Si metta l’animo in pace: anche i suoi post sono, a pensarci bene dei piccoli e grandi ornamenti, non sempre indispensabili, di un bell’albero, tutto suo: stia tranquilla!
Non abbia timore: per me non casca il mondo se Lei non gradisce – sul suo albero s’intende – qualche candelina in più, e non la accetta neppure dai suoi amici del PdL.
Faccio esercizio di umiltà: mi tengo il mio affettuoso “mobiliere”, me lo coccolo come una bambola, e come una bambina gelosa griderò a tutti “è mio, è mio, solo mio”.
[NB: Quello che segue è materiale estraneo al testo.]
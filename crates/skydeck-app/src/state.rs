//! Application state (Model in TEA pattern)

use skydeck_core::{AppPhase, Page, Theme};

use crate::board::WidgetBoard;
use crate::config::{IconMode, Settings};
use crate::preferences::PreferenceStore;
use crate::shell::ShellState;

/// Complete application state (the Model in TEA)
#[derive(Debug)]
pub struct AppState {
    /// Current application phase
    pub phase: AppPhase,

    /// Sidebar and theme
    pub shell: ShellState,

    /// Persisted theme preference
    pub prefs: PreferenceStore,

    /// Page shown in the content area
    pub page: Page,

    /// Widget lifecycles and selections
    pub board: WidgetBoard,

    /// Loaded settings
    pub settings: Settings,

    /// Animation frame counter for skeleton shimmer
    pub animation_frame: u64,
}

impl AppState {
    /// Build the initial state. The theme is resolved here, before the
    /// first frame.
    pub fn new(settings: Settings, prefs: PreferenceStore) -> Self {
        let shell = ShellState::init(settings.ui.sidebar_expanded, &prefs);
        Self {
            phase: AppPhase::Running,
            shell,
            prefs,
            page: Page::default(),
            board: WidgetBoard::new(),
            settings,
            animation_frame: 0,
        }
    }

    /// Defaults with a process-local preference store
    pub fn in_memory(system: Option<Theme>) -> Self {
        Self::new(Settings::default(), PreferenceStore::in_memory(system))
    }

    pub fn theme(&self) -> Theme {
        self.shell.theme
    }

    pub fn icons(&self) -> IconMode {
        self.settings.ui.icons
    }

    pub fn tick(&mut self) {
        self.animation_frame = self.animation_frame.wrapping_add(1);
    }

    pub fn request_quit(&mut self) {
        self.phase = AppPhase::Quitting;
    }

    /// Check if the app should quit
    pub fn should_quit(&self) -> bool {
        self.phase == AppPhase::Quitting
    }
}

#[cfg(test)]
mod tests {
    use super::*;
    use skydeck_core::Phase;

    #[test]
    fn test_new_state_resolves_theme_and_sidebar() {
        let mut settings = Settings::default();
        settings.ui.sidebar_expanded = false;
        let state = AppState::new(settings, PreferenceStore::in_memory(Some(Theme::Dark)));

        assert_eq!(state.theme(), Theme::Dark);
        assert!(!state.shell.sidebar_expanded);
        assert_eq!(state.page, Page::Dashboard);
        assert_eq!(state.board.phases(), [Phase::Idle; 4]);
    }

    #[test]
    fn test_quit() {
        let mut state = AppState::in_memory(None);
        assert!(!state.should_quit());
        state.request_quit();
        assert!(state.should_quit());
    }
}
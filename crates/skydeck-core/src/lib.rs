//! # skydeck-core - Core Domain Types
//!
//! Foundation crate for Skydeck. Provides domain types, payload shapes,
//! filter derivations, error handling and logging setup.
//!
//! This crate has **zero internal dependencies** -- it only depends on external
//! crates (serde, chrono, thiserror, tracing).
//!
//! ## Public API
//!
//! ### Domain Types (`types`)
//! - [`Theme`] - Light/dark visual mode
//! - [`WidgetKind`] - Weather, Finance, News, Activity
//! - [`Phase`], [`WidgetState`], [`ErrorInfo`] - Per-widget data lifecycle
//! - [`Page`] - Sidebar navigation targets
//!
//! ### Payloads (`payload`)
//! - [`WeatherPayload`], [`FinancePayload`], [`NewsPayload`], [`ActivityPayload`]
//! - [`WidgetData`] - A payload tagged with its widget
//!
//! ### Filters (`filter`)
//! - [`NewsCategory`], [`TimeRange`] - Widget-local selections
//! - [`news_view()`] - Category filter with top-N truncation and empty state
//!
//! ### Error Handling (`error`)
//! - [`Error`] - Custom error enum with `fatal` vs `recoverable` classification
//! - [`Result`] - Type alias for `std::result::Result<T, Error>`
//! - [`ResultExt`] - Extension trait for adding error context
//!
//! ## Prelude
//!
//! Import commonly used types with:
//! ```rust
//! use skydeck_core::prelude::*;
//! ```

pub mod error;
pub mod filter;
pub mod logging;
pub mod payload;
pub mod prelude;
pub mod types;

// Re-export commonly used types at crate root for convenience
pub use error::{Error, Result, ResultExt};
pub use filter::{
    filter_articles, news_view, NewsCategory, NewsView, TimeRange, NEWS_DISPLAY_LIMIT,
};
pub use payload::{
    ActivityPayload, ActivityPoint, Condition, FinancePayload, ForecastDay, NewsArticle,
    NewsPayload, PricePoint, WeatherPayload, WidgetData,
};
pub use types::{AppPhase, ErrorInfo, Page, Phase, Theme, WidgetKind, WidgetState};
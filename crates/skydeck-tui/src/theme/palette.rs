//! Color palettes for the light and dark themes.

use ratatui::style::Color;
use skydeck_core::Theme;

/// One full set of colors. Every widget reads its colors from the palette
/// of the current frame, so a theme switch restyles everything at once.
#[derive(Debug, Clone, Copy, PartialEq, Eq)]
pub struct Palette {
    // --- Background layers ---
    pub background: Color,
    pub surface: Color,
    pub sidebar: Color,

    // --- Borders ---
    pub border: Color,
    pub border_active: Color,

    // --- Accent ---
    pub accent: Color,
    pub contrast_fg: Color,

    // --- Text ---
    pub text_primary: Color,
    pub text_secondary: Color,
    pub text_muted: Color,

    // --- Status ---
    pub positive: Color,
    pub negative: Color,
    pub warning: Color,

    // --- Loading placeholders ---
    pub skeleton: Color,
    pub skeleton_shimmer: Color,
}

impl Palette {
    pub const LIGHT: Palette = Palette {
        background: Color::Rgb(249, 250, 251),
        surface: Color::Rgb(255, 255, 255),
        sidebar: Color::Rgb(255, 255, 255),
        border: Color::Rgb(229, 231, 235),
        border_active: Color::Rgb(37, 99, 235),
        accent: Color::Rgb(37, 99, 235),
        contrast_fg: Color::Rgb(255, 255, 255),
        text_primary: Color::Rgb(17, 24, 39),
        text_secondary: Color::Rgb(75, 85, 99),
        text_muted: Color::Rgb(156, 163, 175),
        positive: Color::Rgb(22, 163, 74),
        negative: Color::Rgb(220, 38, 38),
        warning: Color::Rgb(202, 138, 4),
        skeleton: Color::Rgb(229, 231, 235),
        skeleton_shimmer: Color::Rgb(209, 213, 219),
    };

    pub const DARK: Palette = Palette {
        background: Color::Rgb(17, 24, 39),
        surface: Color::Rgb(31, 41, 55),
        sidebar: Color::Rgb(31, 41, 55),
        border: Color::Rgb(55, 65, 81),
        border_active: Color::Rgb(96, 165, 250),
        accent: Color::Rgb(96, 165, 250),
        contrast_fg: Color::Rgb(17, 24, 39),
        text_primary: Color::Rgb(243, 244, 246),
        text_secondary: Color::Rgb(209, 213, 219),
        text_muted: Color::Rgb(107, 114, 128),
        positive: Color::Rgb(74, 222, 128),
        negative: Color::Rgb(248, 113, 113),
        warning: Color::Rgb(250, 204, 21),
        skeleton: Color::Rgb(55, 65, 81),
        skeleton_shimmer: Color::Rgb(75, 85, 99),
    };

    pub fn for_theme(theme: Theme) -> &'static Palette {
        match theme {
            Theme::Light => &Self::LIGHT,
            Theme::Dark => &Self::DARK,
        }
    }
}

#[cfg(test)]
mod tests {
    use super::*;

    #[test]
    fn test_for_theme_selects_palette() {
        assert_eq!(Palette::for_theme(Theme::Light), &Palette::LIGHT);
        assert_eq!(Palette::for_theme(Theme::Dark), &Palette::DARK);
    }

    #[test]
    fn test_palettes_differ_where_it_matters() {
        assert_ne!(Palette::LIGHT.background, Palette::DARK.background);
        assert_ne!(Palette::LIGHT.text_primary, Palette::DARK.text_primary);
        assert_ne!(Palette::LIGHT.surface, Palette::DARK.surface);
    }

    #[test]
    fn test_skeleton_shimmer_is_distinct() {
        for palette in [Palette::LIGHT, Palette::DARK] {
            assert_ne!(palette.skeleton, palette.skeleton_shimmer);
            assert_ne!(palette.skeleton, palette.surface);
        }
    }
}
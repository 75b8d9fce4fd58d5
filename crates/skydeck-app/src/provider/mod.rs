//! Data providers for dashboard widgets
//!
//! Widgets treat the provider as an opaque asynchronous source with a fixed
//! response shape. `Ok(None)` means the provider answered with nothing.

pub mod fixtures;
pub mod mock;

use std::path::PathBuf;
use std::time::Duration;

use skydeck_core::prelude::*;
use skydeck_core::{
    ActivityPayload, FinancePayload, NewsPayload, WeatherPayload, WidgetData, WidgetKind,
};

use crate::config::{ProviderKind, ProviderSettings};

pub use fixtures::FixtureProvider;
pub use mock::MockProvider;

/// Per-domain fetch operations.
#[trait_variant::make(DataProvider: Send)]
pub trait LocalDataProvider {
    async fn fetch_weather(&self) -> Result<Option<WeatherPayload>>;

    async fn fetch_finance(&self) -> Result<Option<FinancePayload>>;

    async fn fetch_news(&self) -> Result<Option<NewsPayload>>;

    async fn fetch_activity(&self) -> Result<Option<ActivityPayload>>;
}

/// Fetch the payload for one widget kind.
pub async fn fetch<P>(provider: &P, kind: WidgetKind) -> Result<Option<WidgetData>>
where
    P: DataProvider + Sync,
{
    Ok(match kind {
        WidgetKind::Weather => {
            DataProvider::fetch_weather(provider)
                .await?
                .map(WidgetData::Weather)
        }
        WidgetKind::Finance => {
            DataProvider::fetch_finance(provider)
                .await?
                .map(WidgetData::Finance)
        }
        WidgetKind::News => DataProvider::fetch_news(provider).await?.map(WidgetData::News),
        WidgetKind::Activity => {
            DataProvider::fetch_activity(provider)
                .await?
                .map(WidgetData::Activity)
        }
    })
}

/// Provider chosen at startup from settings.
#[derive(Debug, Clone)]
pub enum AnyProvider {
    Mock(MockProvider),
    Fixtures(FixtureProvider),
}

impl AnyProvider {
    pub fn from_settings(settings: &ProviderSettings) -> Result<Self> {
        match settings.kind {
            ProviderKind::Mock => Ok(Self::Mock(
                MockProvider::new(Duration::from_millis(settings.latency_ms))
                    .with_jitter(Duration::from_millis(settings.jitter_ms)),
            )),
            ProviderKind::Fixtures => {
                let dir: PathBuf = settings.fixtures_dir.clone().ok_or_else(|| {
                    Error::ConfigInvalid {
                        message: "provider.kind = \"fixtures\" requires provider.fixtures_dir"
                            .into(),
                    }
                })?;
                Ok(Self::Fixtures(FixtureProvider::new(dir)))
            }
        }
    }

    pub fn name(&self) -> &'static str {
        match self {
            AnyProvider::Mock(_) => "mock",
            AnyProvider::Fixtures(_) => "fixtures",
        }
    }
}

impl DataProvider for AnyProvider {
    async fn fetch_weather(&self) -> Result<Option<WeatherPayload>> {
        match self {
            AnyProvider::Mock(p) => DataProvider::fetch_weather(p).await,
            AnyProvider::Fixtures(p) => DataProvider::fetch_weather(p).await,
        }
    }

    async fn fetch_finance(&self) -> Result<Option<FinancePayload>> {
        match self {
            AnyProvider::Mock(p) => DataProvider::fetch_finance(p).await,
            AnyProvider::Fixtures(p) => DataProvider::fetch_finance(p).await,
        }
    }

    async fn fetch_news(&self) -> Result<Option<NewsPayload>> {
        match self {
            AnyProvider::Mock(p) => DataProvider::fetch_news(p).await,
            AnyProvider::Fixtures(p) => DataProvider::fetch_news(p).await,
        }
    }

    async fn fetch_activity(&self) -> Result<Option<ActivityPayload>> {
        match self {
            AnyProvider::Mock(p) => DataProvider::fetch_activity(p).await,
            AnyProvider::Fixtures(p) => DataProvider::fetch_activity(p).await,
        }
    }
}
//! skydeck-app - Application state and orchestration for Skydeck
//!
//! This crate implements the TEA (The Elm Architecture) pattern for state management,
//! the Engine abstraction for orchestration, configuration loading, the theme
//! preference store, widget lifecycles and the data providers behind them.

pub mod actions;
pub mod board;
pub mod config;
pub mod engine;
pub mod engine_event;
pub mod handler;
pub mod input_key;
pub mod message;
pub mod preferences;
pub mod process;
pub mod provider;
pub mod shell;
pub mod signals;
pub mod state;
pub mod widget;

// Re-export primary types
pub use board::WidgetBoard;
pub use engine::Engine;
pub use engine_event::EngineEvent;
pub use handler::{UpdateAction, UpdateResult};
pub use input_key::InputKey;
pub use message::Message;
pub use preferences::{
    ColorSchemeSignal, EnvColorScheme, FilePreferenceBackend, FixedColorScheme,
    MemoryPreferenceBackend, PreferenceBackend, PreferenceStore,
};
pub use provider::{AnyProvider, DataProvider, FixtureProvider, MockProvider};
pub use shell::ShellState;
pub use state::AppState;
pub use widget::{MountId, WidgetHost};
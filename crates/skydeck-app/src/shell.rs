//! Shell chrome state: sidebar and theme

use skydeck_core::prelude::*;
use skydeck_core::Theme;

use crate::preferences::PreferenceStore;

/// Sidebar and theme. The theme mirrors the preference store after every
/// toggle; the sidebar flag is never persisted.
#[derive(Debug, Clone, Copy, PartialEq, Eq)]
pub struct ShellState {
    pub sidebar_expanded: bool,
    pub theme: Theme,
}

impl ShellState {
    /// Resolve the theme up front so the first frame is already styled.
    pub fn init(sidebar_expanded: bool, prefs: &PreferenceStore) -> Self {
        let theme = prefs.get();
        info!("Shell initialized: theme={}, sidebar_expanded={}", theme, sidebar_expanded);
        Self {
            sidebar_expanded,
            theme,
        }
    }

    pub fn toggle_sidebar(&mut self) {
        self.sidebar_expanded = !self.sidebar_expanded;
    }

    /// Flip the theme and write it through. Returns the new theme.
    pub fn toggle_theme(&mut self, prefs: &mut PreferenceStore) -> Theme {
        self.set_theme(self.theme.toggled(), prefs)
    }

    pub fn set_theme(&mut self, theme: Theme, prefs: &mut PreferenceStore) -> Theme {
        self.theme = theme;
        prefs.set(theme);
        debug!("Theme set to {}", theme);
        theme
    }
}

#[cfg(test)]
mod tests {
    use super::*;
    use crate::preferences::{FixedColorScheme, MemoryPreferenceBackend};

    fn prefs_with(backend: &MemoryPreferenceBackend, system: Option<Theme>) -> PreferenceStore {
        PreferenceStore::open(Box::new(backend.clone()), Box::new(FixedColorScheme(system)))
    }

    #[test]
    fn test_init_reads_preference() {
        let backend = MemoryPreferenceBackend::new();
        let prefs = prefs_with(&backend, Some(Theme::Dark));
        let shell = ShellState::init(true, &prefs);
        assert_eq!(shell.theme, Theme::Dark);
        assert!(shell.sidebar_expanded);
    }

    #[test]
    fn test_double_theme_toggle_restores_and_persists_last() {
        let backend = MemoryPreferenceBackend::new();
        let mut prefs = prefs_with(&backend, None);
        let mut shell = ShellState::init(true, &prefs);

        shell.toggle_theme(&mut prefs);
        shell.toggle_theme(&mut prefs);

        assert_eq!(shell.theme, Theme::Light);
        assert_eq!(prefs.get(), Theme::Light);
        assert_eq!(backend.stored(), Some(Theme::Light));
    }

    #[test]
    fn test_theme_mirrors_preference_after_toggle() {
        let backend = MemoryPreferenceBackend::new();
        let mut prefs = prefs_with(&backend, None);
        let mut shell = ShellState::init(false, &prefs);

        let theme = shell.toggle_theme(&mut prefs);
        assert_eq!(theme, Theme::Dark);
        assert_eq!(shell.theme, prefs.get());
    }

    #[test]
    fn test_sidebar_toggle_is_independent_of_theme() {
        let backend = MemoryPreferenceBackend::new();
        let prefs = prefs_with(&backend, Some(Theme::Dark));
        let mut shell = ShellState::init(true, &prefs);

        shell.toggle_sidebar();
        assert!(!shell.sidebar_expanded);
        assert_eq!(shell.theme, Theme::Dark);

        shell.toggle_sidebar();
        assert!(shell.sidebar_expanded);
        assert_eq!(shell.theme, Theme::Dark);
        assert_eq!(backend.writes(), 0);
    }

    #[test]
    fn test_theme_toggle_leaves_sidebar_alone() {
        let backend = MemoryPreferenceBackend::new();
        let mut prefs = prefs_with(&backend, None);
        let mut shell = ShellState::init(false, &prefs);

        shell.toggle_theme(&mut prefs);
        assert!(!shell.sidebar_expanded);
    }
}
//! Stock market card: quote, range selector, price chart and stats

use ratatui::{
    buffer::Buffer,
    layout::{Constraint, Layout, Rect},
    style::Style,
    symbols,
    text::{Line, Span},
    widgets::{Axis, Chart, Dataset, GraphType, Paragraph, Widget},
};

use skydeck_core::{FinancePayload, Phase, TimeRange, WidgetKind, WidgetState};

use super::card::{self, Skeleton, Unavailable};
use crate::theme::{icons::IconSet, styles, Palette};

pub struct FinanceCard<'a> {
    state: &'a WidgetState<FinancePayload>,
    range: TimeRange,
    palette: &'a Palette,
    icons: IconSet,
    frame: u64,
}

impl<'a> FinanceCard<'a> {
    pub fn new(
        state: &'a WidgetState<FinancePayload>,
        range: TimeRange,
        palette: &'a Palette,
        icons: IconSet,
        frame: u64,
    ) -> Self {
        Self {
            state,
            range,
            palette,
            icons,
            frame,
        }
    }

    /// `1D 1W 1M 1Y` with the active range highlighted
    fn range_selector(&self) -> Line<'static> {
        let mut spans = Vec::with_capacity(TimeRange::ALL.len() * 2);
        for range in TimeRange::ALL {
            let style = if range == self.range {
                styles::selected(self.palette)
            } else {
                styles::text_muted(self.palette)
            };
            spans.push(Span::styled(format!(" {} ", range.label()), style));
        }
        spans.push(Span::raw(" "));
        Line::from(spans)
    }

    fn quote_lines(&self, quote: &FinancePayload) -> Vec<Line<'static>> {
        let p = self.palette;
        let up = quote.is_positive();
        let sign = if quote.change >= 0.0 { "+" } else { "" };

        vec![
            Line::from(vec![
                Span::styled(quote.symbol.clone(), styles::heading(p)),
                Span::raw("  "),
                Span::styled(quote.name.clone(), styles::text_secondary(p)),
            ]),
            Line::from(vec![
                Span::styled(format!("${:.2}", quote.current_price), styles::heading(p)),
                Span::raw("  "),
                Span::styled(self.icons.trend(up), styles::trend(p, up)),
                Span::styled(
                    format!(
                        " {sign}{:.2} ({sign}{:.2}%)",
                        quote.change, quote.change_percentage
                    ),
                    styles::trend(p, up),
                ),
            ]),
        ]
    }

    fn stats_line(&self, quote: &FinancePayload) -> Line<'static> {
        let p = self.palette;
        let mut spans = Vec::new();
        for (label, value) in [
            ("Market Cap", quote.market_cap.clone()),
            ("Volume", format_volume(quote.volume)),
            ("High", format!("{:.2}", quote.high)),
            ("Low", format!("{:.2}", quote.low)),
        ] {
            spans.push(Span::styled(format!("{label} "), styles::text_muted(p)));
            spans.push(Span::styled(format!("{value}   "), styles::text_primary(p)));
        }
        Line::from(spans)
    }

    fn render_chart(&self, quote: &FinancePayload, area: Rect, buf: &mut Buffer) {
        let Some((low, high)) = quote.price_bounds() else {
            return;
        };
        if area.height < 2 {
            return;
        }
        let p = self.palette;
        let points: Vec<(f64, f64)> = quote
            .historical_data
            .iter()
            .enumerate()
            .map(|(i, point)| (i as f64, point.price))
            .collect();
        let pad = ((high - low) * 0.1).max(0.5);
        let last = points.len().saturating_sub(1).max(1) as f64;

        let dataset = Dataset::default()
            .marker(symbols::Marker::Braille)
            .graph_type(GraphType::Line)
            .style(styles::trend(p, quote.is_positive()))
            .data(&points);

        let labels: Vec<Line> = match (quote.historical_data.first(), quote.historical_data.last())
        {
            (Some(first), Some(last)) if quote.historical_data.len() > 1 => vec![
                Line::from(first.date.clone()),
                Line::from(last.date.clone()),
            ],
            _ => Vec::new(),
        };

        Chart::new(vec![dataset])
            .style(Style::default().bg(p.surface))
            .x_axis(
                Axis::default()
                    .bounds([0.0, last])
                    .labels(labels)
                    .style(styles::text_muted(p)),
            )
            .y_axis(
                Axis::default()
                    .bounds([low - pad, high + pad])
                    .labels(vec![
                        Line::from(format!("{:.0}", low)),
                        Line::from(format!("{:.0}", high)),
                    ])
                    .style(styles::text_muted(p)),
            )
            .render(area, buf);
    }
}

impl Widget for FinanceCard<'_> {
    fn render(self, area: Rect, buf: &mut Buffer) {
        let kind = WidgetKind::Finance;
        let trailing = (self.state.phase() == Phase::Ready).then(|| self.range_selector());
        let inner = card::render_frame(
            area,
            buf,
            self.palette,
            self.icons.finance(),
            kind.title(),
            trailing,
        );
        if inner.height == 0 || inner.width == 0 {
            return;
        }

        match (self.state.phase(), self.state.data()) {
            (Phase::Ready, Some(quote)) => {
                let [quote_area, _, chart_area, stats_area] = Layout::vertical([
                    Constraint::Length(2),
                    Constraint::Length(1),
                    Constraint::Min(0),
                    Constraint::Length(1),
                ])
                .areas(inner);

                Paragraph::new(self.quote_lines(quote)).render(quote_area, buf);
                self.render_chart(quote, chart_area, buf);
                Paragraph::new(self.stats_line(quote)).render(stats_area, buf);
            }
            (Phase::Failed, _) => {
                Unavailable::new(self.palette, self.icons, kind).render(inner, buf);
            }
            _ => Skeleton::new(self.palette, kind, self.frame).render(inner, buf),
        }
    }
}

/// Compact share volume: `54.3M`, `812.0K`
pub fn format_volume(volume: u64) -> String {
    match volume {
        v if v >= 1_000_000_000 => format!("{:.1}B", v as f64 / 1e9),
        v if v >= 1_000_000 => format!("{:.1}M", v as f64 / 1e6),
        v if v >= 1_000 => format!("{:.1}K", v as f64 / 1e3),
        v => v.to_string(),
    }
}
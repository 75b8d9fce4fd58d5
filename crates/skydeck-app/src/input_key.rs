//! Abstract input key event, independent of terminal library.
//!
//! `skydeck-app` never sees crossterm types; the TUI converts its key events
//! into [`InputKey`] at the boundary.

/// Abstract input key event, independent of terminal library.
/// Converted from crossterm::event::KeyEvent at the TUI boundary.
#[derive(Debug, Clone, PartialEq, Eq)]
pub enum InputKey {
    // Character keys
    /// Regular character key (a-z, 0-9, symbols)
    Char(char),
    /// Character with Ctrl modifier (Ctrl+a, Ctrl+c, etc.)
    CharCtrl(char),

    // Navigation
    Up,
    Down,
    Left,
    Right,

    // Action keys
    Enter,
    Esc,
    Tab,
    /// Shift+Tab (BackTab)
    BackTab,
}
Ed Alberto una volta tanto ringrazierà Gesù Bambino per averlo tirato fuori dalla scomoda posizione di “misti…” e,(ma è Natale no?) ringrazierà il cielo di potersi definire finalmente anche lui, un vero “thedesko” , “a Teutscher” in tutto e per tutto.
Ma cosa sono quei nervetti a fior di pelle? Via, riprenda la Sua tranquilla serenità! I
I BERGER, (o PERGHER come si dicevano quanto in tedesco la la P e la B non v’era differenza) – non vogliono saperla triste, con i lacrimoni, sotto il santo alberello.
Buon Natale, carissima signora Concetta.
Carlo/Karl
Mi associo a mio padre.
Certo non è mio desiderio fare soffrire una collega di circoscrizione più di quanto non la faccia già soffrire il PDL.